Какие бы новшества ни измышлялись нами в жизни, роль первооткрывателя недолго будет льстить нашему воображению. Что бы мы ни совершили: отрыли Америку или консервную банку, рано или поздно нам придётся убедиться, что кто-то подсуетился ещё прежде того, как мы обрели дар речи.
Всё, что есть, уже было до нас, и любая новость, возвещённая нами и восторженно воспринятая современниками, всего лишь эхо отдалённого времени, когда люди начали ходить по морю, как по суху, и старались взлететь, прежде, чем у них вырастут крылья.
Раз земля вертится, рано или поздно, мы вынуждено возвращаемся к той точке, с которой началось её движение. Эта мысль, тоже неновая, но не всегда и не всеми усвоенная, должна бы, казалось, приучить нас к скромности. Но, вместо этого, выпячиваем грудь, распускаем губы в саркастической улыбке и оглядываемся вокруг в надежде узреть благодарные глаза человечества.
Но это легче понимается и легче осознаётся, когда человек задействован в материальной сфере, где любой факт, с большей или меньшей точностью, можно, доказать или отвергнуть на конкретных примерах.
Другое дело политика. Тут всё зыбко и неопределённо. А потому мысль, необременённая доказательствами, но обеспеченная нужным количеством децибел, кажется самой умной. Позже наступает разочарование, но опоздание дорого обходится тем, кто польстился на фальшивую нитку словесного жемчуга. И долго, куда дольше, чем хотелось бы, возвращаемся туда, откуда начинали свой путь, но уже с разбитыми надеждами и утраченной верой.
Когда никому нельзя верить, перестаёшь верить даже самому себе. Вот и приходится осторожничать. Но любой человек, пусть даже поверхностно изучающий политику, должен понимать, что есть вещи, казалось бы, основополагающие в обыденности, не только не имеют отношение к политике, но явной ей противопоказаны.

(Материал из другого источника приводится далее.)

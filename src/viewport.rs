use glam::Vec2;
use thiserror::Error;

/// Maps the fixed size canvas into a window of any size.
///
/// The canvas is scaled uniformly to fit the window and centered, leaving
/// letterbox bars on the sides or on the top and bottom when the aspect ratios
/// differ.
#[derive(Copy, Clone, Debug, PartialEq)]
pub struct Viewport {
    canvas_size: Vec2,
    window_size: Vec2,
}

impl Viewport {
    pub fn new(canvas_width: u32, canvas_height: u32) -> Self {
        let canvas_size = Vec2::new(canvas_width as f32, canvas_height as f32);

        Self {
            canvas_size,
            window_size: canvas_size,
        }
    }

    /// Resize the window the canvas is shown in.
    pub fn set_window_size(
        &mut self,
        new_width: u32,
        new_height: u32,
    ) -> Result<(), InvalidViewportSize> {
        if new_width > 0 && new_height > 0 {
            self.window_size = Vec2::new(new_width as f32, new_height as f32);
            Ok(())
        } else {
            Err(InvalidViewportSize(new_width, new_height))
        }
    }

    pub fn window_size(&self) -> Vec2 {
        self.window_size
    }

    /// Uniform scale from canvas pixels to window pixels.
    pub fn scale(&self) -> f32 {
        let ratio = self.window_size / self.canvas_size;
        ratio.x.min(ratio.y)
    }

    /// Get the fraction of the window's width and height covered by the canvas,
    /// which is the scale to apply to a full screen quad in NDC.
    pub fn ndc_scale(&self) -> Vec2 {
        self.canvas_size * self.scale() / self.window_size
    }

    /// Convert a window position in physical pixels to canvas coordinates.
    /// Returns `None` for positions inside the letterbox bars.
    pub fn window_to_canvas(&self, position: Vec2) -> Option<Vec2> {
        let scale = self.scale();
        let offset = (self.window_size - self.canvas_size * scale) * 0.5;
        let canvas_pos = (position - offset) / scale;

        let inside =
            canvas_pos.cmpge(Vec2::ZERO).all() && canvas_pos.cmplt(self.canvas_size).all();
        inside.then_some(canvas_pos)
    }
}

/// Remembers where the cursor is in the window so its canvas position can be
/// recomputed when the viewport changes.
#[derive(Copy, Clone, Debug, Default)]
pub struct CursorTracker {
    window_position: Option<Vec2>,
}

impl CursorTracker {
    /// Record a new cursor position in physical window pixels and return it
    /// in canvas coordinates.
    pub fn moved(&mut self, window_position: Vec2, viewport: &Viewport) -> Option<Vec2> {
        self.window_position = Some(window_position);
        self.canvas_position(viewport)
    }

    /// Forget the cursor after it leaves the window.
    pub fn left(&mut self) {
        self.window_position = None;
    }

    /// Get the last cursor position mapped through `viewport`.
    pub fn canvas_position(&self, viewport: &Viewport) -> Option<Vec2> {
        self.window_position.and_then(|position| viewport.window_to_canvas(position))
    }
}

#[derive(Debug, Error)]
#[error("viewport width and height must be larger than zero but width was {} and height was {}", .0, .1)]
pub struct InvalidViewportSize(u32, u32);

#[cfg(test)]
mod tests {
    use super::*;

    #[test]
    fn matching_window_is_identity() {
        let viewport = Viewport::new(500, 500);

        assert_eq!(1.0, viewport.scale());
        assert_eq!(Vec2::ONE, viewport.ndc_scale());
        assert_eq!(
            Some(Vec2::new(12.0, 480.0)),
            viewport.window_to_canvas(Vec2::new(12.0, 480.0))
        );
    }

    #[test]
    fn wide_window_letterboxes_sides() {
        let mut viewport = Viewport::new(500, 500);
        assert!(viewport.set_window_size(1000, 500).is_ok());

        assert_eq!(Vec2::new(0.5, 1.0), viewport.ndc_scale());
        assert_eq!(None, viewport.window_to_canvas(Vec2::new(100.0, 250.0)));
        assert_eq!(
            Some(Vec2::new(0.0, 250.0)),
            viewport.window_to_canvas(Vec2::new(250.0, 250.0))
        );
    }

    #[test]
    fn large_window_scales_coordinates() {
        let mut viewport = Viewport::new(500, 500);
        assert!(viewport.set_window_size(1000, 1200).is_ok());

        assert_eq!(2.0, viewport.scale());
        assert_eq!(
            Some(Vec2::new(100.0, 100.0)),
            viewport.window_to_canvas(Vec2::new(200.0, 300.0))
        );
    }

    #[test]
    fn set_invalid_window_size() {
        let mut viewport = Viewport::new(500, 500);

        let err = viewport.set_window_size(0, 100).unwrap_err();
        assert_eq!(0, err.0);
        assert_eq!(100, err.1);

        assert!(viewport.set_window_size(600, 0).is_err());
        assert_eq!(Vec2::new(500.0, 500.0), viewport.window_size());
    }

    #[test]
    fn cursor_is_remapped_after_resize() {
        let mut viewport = Viewport::new(500, 500);
        let mut cursor = CursorTracker::default();

        assert_eq!(
            Some(Vec2::new(200.0, 300.0)),
            cursor.moved(Vec2::new(200.0, 300.0), &viewport)
        );

        assert!(viewport.set_window_size(1000, 1000).is_ok());
        assert_eq!(Some(Vec2::new(100.0, 150.0)), cursor.canvas_position(&viewport));

        // The same window point now lands in the left letterbox bar.
        assert!(viewport.set_window_size(1000, 500).is_ok());
        assert_eq!(None, cursor.canvas_position(&viewport));
    }

    #[test]
    fn cursor_outside_window_has_no_position() {
        let viewport = Viewport::new(500, 500);
        let mut cursor = CursorTracker::default();
        assert_eq!(None, cursor.canvas_position(&viewport));

        cursor.moved(Vec2::new(10.0, 10.0), &viewport);
        cursor.left();
        assert_eq!(None, cursor.canvas_position(&viewport));
    }
}
pub mod orbit_demo;

use std::time::Duration;

use glam::Vec2;
use image::Rgba;
use tracing::{error, warn};

use crate::{
    canvas::{Canvas, RenderTarget},
    renderer::Renderer,
    viewport::CursorTracker,
};

/// Dispatches events coming from the underlying platform to the game for
/// execution, and presents what the game draws.
pub struct GameAppHost<'a> {
    renderer: Renderer<'a>,
    canvas: Canvas,
    clear_color: Rgba<u8>,
    cursor: CursorTracker,
    game: Box<dyn GameApp>,
}

impl<'a> GameAppHost<'a> {
    pub fn new(
        renderer: Renderer<'a>,
        canvas: Canvas,
        clear_color: Rgba<u8>,
        game: Box<dyn GameApp>,
    ) -> Self {
        Self {
            renderer,
            canvas,
            clear_color,
            cursor: CursorTracker::default(),
            game,
        }
    }

    pub fn load_content(&mut self) -> anyhow::Result<()> {
        self.game.load_content()
    }

    pub fn input(&mut self, event: &winit::event::WindowEvent) -> bool {
        self.game.input(event)
    }

    /// Handles when the cursor moves inside the window. `position` is in
    /// physical window pixels.
    pub fn cursor_moved(&mut self, position: winit::dpi::PhysicalPosition<f64>) {
        let window_pos = Vec2::new(position.x as f32, position.y as f32);
        let canvas_pos = self.cursor.moved(window_pos, self.renderer.viewport());

        self.game.cursor_moved(canvas_pos)
    }

    /// Handles when the cursor leaves the window.
    pub fn cursor_left(&mut self) {
        self.cursor.left();
        self.game.cursor_moved(None)
    }

    /// Tell the game where the cursor now is on the canvas after the viewport
    /// changes.
    fn remap_cursor(&mut self) {
        let canvas_pos = self.cursor.canvas_position(self.renderer.viewport());
        self.game.cursor_moved(canvas_pos)
    }

    pub fn update_sim(&mut self, delta: Duration) {
        self.game.update_sim(delta)
    }

    pub fn render(&mut self) {
        self.canvas.clear(self.clear_color);
        self.game.draw(&mut self.canvas);

        match self.renderer.render(&self.canvas) {
            Ok(_) => {}
            // Reconfigure surface when lost:
            Err(wgpu::SurfaceError::Lost) | Err(wgpu::SurfaceError::Outdated) => {
                warn!("handling surface lost or outdated event by re-applying current window size");
                let window_size = self.renderer.window_size();
                self.renderer.resize(window_size.width, window_size.height);
            }
            // System is out of memory - bail out!
            Err(wgpu::SurfaceError::OutOfMemory) => {
                panic!("WGPU out of memory error")
            }
            // Other errors (timeout) should be resolved by next frame
            Err(e) => {
                error!("WGPU error, will skip frame and try to ignore: {e:?}");
            }
        }
    }

    /// Handles when the game window ("rendering window") is resized.
    pub fn window_resized(&mut self, new_width: u32, new_height: u32) {
        self.renderer.resize(new_width, new_height);
        self.remap_cursor();
    }

    /// Handles when Windows DPI scaling is changed.
    pub fn scale_factor_changed(&mut self) {
        let new_size = self.renderer.window().inner_size();
        self.renderer.resize(new_size.width, new_size.height);
        self.remap_cursor();
    }
}

/// A specific game or demo scene implementation.
pub trait GameApp {
    /// Loads content required by the game prior to the start of rendering.
    fn load_content(&mut self) -> anyhow::Result<()>;

    /// Advances the game's simulation state by one tick. `delta` is the time
    /// since the previous tick.
    fn update_sim(&mut self, delta: Duration);

    /// Called anytime there is a new input event from the host.
    fn input(&mut self, event: &winit::event::WindowEvent) -> bool;

    /// Called by the host when the cursor moves. `position` is in canvas
    /// coordinates, or `None` if the cursor is outside the canvas.
    fn cursor_moved(&mut self, _position: Option<Vec2>) {}

    /// Draws the current state of the game.
    fn draw(&self, target: &mut dyn RenderTarget);
}
//! Functions and structs that wrap platform functionality used by the demo
//! host.
mod fileio;
mod time;

pub use fileio::*;
pub use time::*;
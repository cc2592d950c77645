use tracing_subscriber::EnvFilter;

fn main() -> anyhow::Result<()> {
    // Forward `log` records from wgpu and winit to tracing.
    tracing_log::LogTracer::init().expect("failed to initialize LogTracer");

    let env_filter = EnvFilter::try_from_default_env()
        .unwrap_or_else(|_| EnvFilter::new("info,wgpu_core=warn,wgpu_hal=warn,naga=warn"));

    let stdout_subscriber = tracing_subscriber::fmt()
        .pretty()
        .with_env_filter(env_filter)
        .finish();
    tracing::subscriber::set_global_default(stdout_subscriber)
        .expect("failed to install stdout global tracing subscriber");

    orbiter::orbit_main(orbiter::settings::DemoSettings::default())
}
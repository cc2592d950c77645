use glam::Vec2;
use image::{Rgba, RgbaImage};

use crate::shapes::Rect;

/// A drawable surface that sprites render themselves onto.
///
/// Draw calls are applied in the order they are made, so later draws cover
/// earlier ones where they overlap.
pub trait RenderTarget {
    /// Draw `image` with its top-left corner at `dest.position`.
    fn blit(&mut self, image: &RgbaImage, dest: &Rect);

    /// Fill an opaque square of `size` pixels centered on `center`.
    fn fill_marker(&mut self, center: Vec2, size: f32, color: Rgba<u8>);
}

/// A CPU side RGBA framebuffer. The renderer copies it to the window once per
/// frame.
pub struct Canvas {
    pixels: RgbaImage,
}

impl Canvas {
    pub fn new(width: u32, height: u32) -> Self {
        Self {
            pixels: RgbaImage::new(width, height),
        }
    }

    pub fn width(&self) -> u32 {
        self.pixels.width()
    }

    pub fn height(&self) -> u32 {
        self.pixels.height()
    }

    pub fn pixels(&self) -> &RgbaImage {
        &self.pixels
    }

    /// Overwrite every pixel with `color`.
    pub fn clear(&mut self, color: Rgba<u8>) {
        self.pixels.pixels_mut().for_each(|p| *p = color);
    }
}

impl RenderTarget for Canvas {
    fn blit(&mut self, image: &RgbaImage, dest: &Rect) {
        let left = dest.position.x.round() as i64;
        let top = dest.position.y.round() as i64;

        for (x, y, src) in image.enumerate_pixels() {
            let cx = left + x as i64;
            let cy = top + y as i64;

            if cx < 0 || cy < 0 || cx >= self.width() as i64 || cy >= self.height() as i64 {
                continue;
            }

            let dst = self.pixels.get_pixel_mut(cx as u32, cy as u32);
            *dst = blend_over(*src, *dst);
        }
    }

    fn fill_marker(&mut self, center: Vec2, size: f32, color: Rgba<u8>) {
        let top_left = (center - Vec2::splat(size * 0.5)).round();
        let size = size.round().max(0.0) as i64;

        let x0 = (top_left.x as i64).clamp(0, self.width() as i64);
        let y0 = (top_left.y as i64).clamp(0, self.height() as i64);
        let x1 = (top_left.x as i64 + size).clamp(0, self.width() as i64);
        let y1 = (top_left.y as i64 + size).clamp(0, self.height() as i64);

        for y in y0..y1 {
            for x in x0..x1 {
                self.pixels.put_pixel(x as u32, y as u32, color);
            }
        }
    }
}

/// Composite `src` on top of `dst` using straight (non-premultiplied) alpha.
fn blend_over(src: Rgba<u8>, dst: Rgba<u8>) -> Rgba<u8> {
    let src_a = src[3] as u32;

    match src_a {
        0 => dst,
        255 => src,
        _ => {
            let dst_a = dst[3] as u32 * (255 - src_a) / 255;
            let out_a = src_a + dst_a;

            let channel = |i: usize| {
                ((src[i] as u32 * src_a + dst[i] as u32 * dst_a) / out_a.max(1)) as u8
            };

            Rgba([channel(0), channel(1), channel(2), out_a as u8])
        }
    }
}
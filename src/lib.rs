pub mod canvas;
pub mod content;
pub mod game_app;
pub mod gameplay;
pub mod images;
pub mod input;
pub mod math_utils;
pub mod platform;
pub mod renderer;
pub mod rotator;
pub mod settings;
pub mod shapes;
pub mod sprite;
pub mod viewport;

use std::time::Instant;

use anyhow::Context;
use tracing::info;
use winit::{
    dpi::LogicalSize,
    event::*,
    event_loop::{ControlFlow, EventLoop},
    keyboard::{Key, NamedKey},
    window::WindowBuilder,
};

use canvas::Canvas;
use game_app::{orbit_demo::OrbitDemo, GameAppHost};
use platform::FrameClock;
use renderer::Renderer;
use settings::DemoSettings;

/// Opens the demo window and runs the frame loop until the window is closed.
pub fn orbit_main(settings: DemoSettings) -> anyhow::Result<()> {
    // Create main window for rendering.
    info!("creating main window for rendering");

    let event_loop = EventLoop::new().context("failed to create main window event loop")?;
    let window = WindowBuilder::new()
        .with_title(settings.window_title.as_str())
        .with_inner_size(LogicalSize::new(
            settings.canvas_width,
            settings.canvas_height,
        ))
        .build(&event_loop)
        .context("failed to create main window")?;
    let main_window = &window;

    let renderer = pollster::block_on(Renderer::new(
        main_window,
        settings.canvas_width,
        settings.canvas_height,
    ))?;

    let canvas = Canvas::new(settings.canvas_width, settings.canvas_height);
    let clear_color = settings.clear_color;
    let mut frame_clock = FrameClock::new(settings.frames_per_second);

    let mut host = GameAppHost::new(
        renderer,
        canvas,
        clear_color,
        Box::new(OrbitDemo::new(settings)),
    );
    host.load_content()?;

    // Main window event loop. One simulation tick happens per rendered frame,
    // and the loop sleeps until the next frame is due.
    info!("starting main window event loop");

    event_loop
        .run(move |event, elwt| match event {
            Event::WindowEvent { window_id, event } if window_id == main_window.id() => {
                if host.input(&event) {
                    return;
                }

                match event {
                    WindowEvent::CloseRequested => elwt.exit(),
                    WindowEvent::KeyboardInput {
                        event:
                            KeyEvent {
                                logical_key: Key::Named(NamedKey::Escape),
                                state: ElementState::Pressed,
                                ..
                            },
                        ..
                    } => elwt.exit(),
                    WindowEvent::CursorMoved { position, .. } => host.cursor_moved(position),
                    WindowEvent::CursorLeft { .. } => host.cursor_left(),
                    WindowEvent::Resized(new_size) => {
                        host.window_resized(new_size.width, new_size.height)
                    }
                    WindowEvent::ScaleFactorChanged { .. } => host.scale_factor_changed(),
                    // Redraws requested by the system outside the frame
                    // schedule present the scene without advancing it.
                    WindowEvent::RedrawRequested => {
                        if frame_clock.is_due(Instant::now()) {
                            let delta = frame_clock.tick();
                            host.update_sim(delta);
                        }
                        host.render();
                    }
                    _ => {}
                }
            }
            Event::AboutToWait => {
                if frame_clock.is_due(Instant::now()) {
                    main_window.request_redraw();
                } else {
                    elwt.set_control_flow(ControlFlow::WaitUntil(frame_clock.next_deadline()));
                }
            }
            _ => {}
        })
        .context("main window event loop processing failed")?;

    Ok(())
}
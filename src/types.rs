//! Core data types for detections, ground truths and evaluation results.

use crate::error::{EvalError, Result};
use serde::{Deserialize, Serialize};
use std::collections::BTreeMap;

/// Coordinate layout of the four numbers describing a box.
#[derive(Debug, Clone, Copy, PartialEq, Eq, Default, Serialize, Deserialize)]
#[serde(rename_all = "snake_case")]
pub enum BoxFormat {
    /// `(x_min, y_min, x_max, y_max)`
    #[default]
    Corners,
    /// `(cx, cy, width, height)`
    Center,
}

/// An axis-aligned bounding box, always stored in corner form.
///
/// The constructors do not reject malformed boxes (`x_min > x_max`,
/// non-finite coordinates); [`BoundingBox::validate`] reports them and the
/// evaluator calls it on every input box before doing any work.
#[derive(Debug, Clone, Copy, PartialEq, Serialize, Deserialize)]
pub struct BoundingBox {
    pub x_min: f64,
    pub y_min: f64,
    pub x_max: f64,
    pub y_max: f64,
}

impl BoundingBox {
    /// Create a bounding box from corner coordinates.
    pub fn new(x_min: f64, y_min: f64, x_max: f64, y_max: f64) -> Self {
        Self {
            x_min,
            y_min,
            x_max,
            y_max,
        }
    }

    /// Create a bounding box from its center, width and height.
    ///
    /// # Example
    ///
    /// ```
    /// use detection_map::types::BoundingBox;
    ///
    /// let bbox = BoundingBox::from_center(5.0, 5.0, 10.0, 4.0);
    /// assert_eq!(bbox, BoundingBox::new(0.0, 3.0, 10.0, 7.0));
    /// ```
    pub fn from_center(cx: f64, cy: f64, width: f64, height: f64) -> Self {
        let half_w = width / 2.0;
        let half_h = height / 2.0;
        Self::new(cx - half_w, cy - half_h, cx + half_w, cy + half_h)
    }

    /// Create a bounding box from four coordinates laid out as `format`.
    pub fn from_format(coords: [f64; 4], format: BoxFormat) -> Self {
        let [a, b, c, d] = coords;
        match format {
            BoxFormat::Corners => Self::new(a, b, c, d),
            BoxFormat::Center => Self::from_center(a, b, c, d),
        }
    }

    pub fn width(&self) -> f64 {
        self.x_max - self.x_min
    }

    pub fn height(&self) -> f64 {
        self.y_max - self.y_min
    }

    /// Get the area of the bounding box. Zero for degenerate boxes.
    pub fn area(&self) -> f64 {
        self.width() * self.height()
    }

    /// Check that all coordinates are finite and the corners are ordered.
    ///
    /// Zero-area boxes are valid.
    pub fn is_valid(&self) -> bool {
        self.validate().is_ok()
    }

    /// Like [`BoundingBox::is_valid`], with a descriptive error.
    pub fn validate(&self) -> Result<()> {
        let coords = [self.x_min, self.y_min, self.x_max, self.y_max];
        if coords.iter().any(|c| !c.is_finite()) {
            return Err(EvalError::invalid(format!(
                "bounding box has non-finite coordinates: {coords:?}"
            )));
        }
        if self.x_min > self.x_max || self.y_min > self.y_max {
            return Err(EvalError::invalid(format!(
                "bounding box corners are out of order: {coords:?}"
            )));
        }
        Ok(())
    }
}

/// A single predicted box produced by the detector.
#[derive(Debug, Clone, PartialEq, Serialize, Deserialize)]
pub struct Detection {
    pub image_id: u64,
    pub class_id: u32,
    /// Confidence score in `[0, 1]`
    pub score: f64,
    pub bbox: BoundingBox,
}

impl Detection {
    pub fn new(image_id: u64, class_id: u32, score: f64, bbox: BoundingBox) -> Self {
        Self {
            image_id,
            class_id,
            score,
            bbox,
        }
    }
}

/// A single annotated box from the dataset.
#[derive(Debug, Clone, PartialEq, Serialize, Deserialize)]
pub struct GroundTruth {
    pub image_id: u64,
    pub class_id: u32,
    pub bbox: BoundingBox,
}

impl GroundTruth {
    pub fn new(image_id: u64, class_id: u32, bbox: BoundingBox) -> Self {
        Self {
            image_id,
            class_id,
            bbox,
        }
    }
}

/// Precision-recall curve and average precision for one class.
///
/// `precisions[k]` and `recalls[k]` describe the curve after the `k`-th
/// prediction of the class, in descending confidence order.
#[derive(Debug, Clone, Default, PartialEq, Serialize, Deserialize)]
pub struct ClassMetrics {
    pub class_id: u32,
    pub precisions: Vec<f64>,
    pub recalls: Vec<f64>,
    pub average_precision: f64,
    pub num_ground_truths: usize,
    pub num_detections: usize,
    pub true_positives: usize,
    pub false_positives: usize,
}

impl ClassMetrics {
    /// Metrics of a class that was evaluated without any prediction to score.
    pub fn empty(class_id: u32, num_ground_truths: usize) -> Self {
        Self {
            class_id,
            num_ground_truths,
            ..Self::default()
        }
    }
}

/// Output of one evaluation run.
#[derive(Debug, Clone, Default, PartialEq, Serialize, Deserialize)]
pub struct EvaluationResult {
    /// Metrics keyed by class id, in ascending class order
    pub per_class: BTreeMap<u32, ClassMetrics>,
    /// Mean Average Precision over the averaged classes
    pub map: f64,
}

impl EvaluationResult {
    /// Average precision of `class_id`, if that class was evaluated.
    pub fn class_ap(&self, class_id: u32) -> Option<f64> {
        self.per_class.get(&class_id).map(|m| m.average_precision)
    }

    /// `(class_id, AP)` pairs in ascending class order.
    pub fn ap_per_class(&self) -> Vec<(u32, f64)> {
        self.per_class
            .iter()
            .map(|(&id, m)| (id, m.average_precision))
            .collect()
    }

    /// Serialize the result as pretty-printed JSON.
    pub fn to_json(&self) -> Result<String> {
        Ok(serde_json::to_string_pretty(self)?)
    }
}
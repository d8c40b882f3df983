//! Precision and recall accumulation over ranked detections.

use serde::{Deserialize, Serialize};

/// Cumulative precision/recall points for a ranked list of detections.
#[derive(Debug, Clone, Default, PartialEq, Serialize, Deserialize)]
pub struct PrecisionRecallCurve {
    pub precisions: Vec<f64>,
    pub recalls: Vec<f64>,
    pub true_positives: usize,
    pub false_positives: usize,
}

impl PrecisionRecallCurve {
    pub fn len(&self) -> usize {
        self.precisions.len()
    }

    pub fn is_empty(&self) -> bool {
        self.precisions.is_empty()
    }
}

/// Calculate the precision-recall curve from detections sorted by confidence.
///
/// After the `k`-th detection, precision is `TP_k / (TP_k + FP_k)` and recall
/// is `TP_k / num_ground_truth`. Recall is 0 when there is no ground truth.
///
/// # Example
///
/// ```
/// use detection_map::metrics::precision_recall::calculate_precision_recall_curve;
///
/// let curve = calculate_precision_recall_curve(&[true, false, true], 2);
/// assert_eq!(curve.recalls, vec![0.5, 0.5, 1.0]);
/// assert_eq!(curve.precisions[1], 0.5);
/// ```
pub fn calculate_precision_recall_curve(
    is_true_positive: &[bool],
    num_ground_truth: usize,
) -> PrecisionRecallCurve {
    let init = PrecisionRecallCurve {
        precisions: Vec::with_capacity(is_true_positive.len()),
        recalls: Vec::with_capacity(is_true_positive.len()),
        true_positives: 0,
        false_positives: 0,
    };

    is_true_positive.iter().fold(init, |mut curve, &is_tp| {
        if is_tp {
            curve.true_positives += 1;
        } else {
            curve.false_positives += 1;
        }

        let tp = curve.true_positives as f64;
        let detected = (curve.true_positives + curve.false_positives) as f64;
        curve.precisions.push(tp / detected);
        curve.recalls.push(if num_ground_truth > 0 {
            tp / num_ground_truth as f64
        } else {
            0.0
        });
        curve
    })
}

Это, так называемая, "нравственная щепетильность". Рассуждения о нравственности, как к чему-то обязывающему в политике,
2.
Приведу два примера из истории Франции, единственно потому, что кажутся мне наиболее показательными. Итак, 18 век. Молодые американские штаты борются за независимость от Англии, и Франции, её сопернице, прямой интерес эту борьбу поддержать. Некто Бомарше, известный нам, как выдающийся драматург и замечательный изобретатель / анкерный спуск в часовом механизме его рук дело / был в тоже время и отчаянным шпионом, и хитромудрым спекулянтом, торговавшим всем, чем только мог, в том числе и оружием. Понимая, что американцы в нём остро нуждаются, он затеял снабжать их всем необходимым, но для этого ему требовалось разрешение короля Людовика Шестнадцатого.
Это было нелёгкое время для Франции. Соперничество Франции и Англии в семидесятых годах 18 века закончилось полной победой последней. Семилетняя война, повысила статус Англии, сделав де-факто не только владычицей морей, но и всей Европы, превратив Францию, прежде занимавшую эти позиции, в своего вассала. По Парижскому договору 1763 года, у Франции были отторгнуты многие территории, не только на континенте, но и в колониях. Началась хозяйственная деградация страны и, что самое страшное, духовная.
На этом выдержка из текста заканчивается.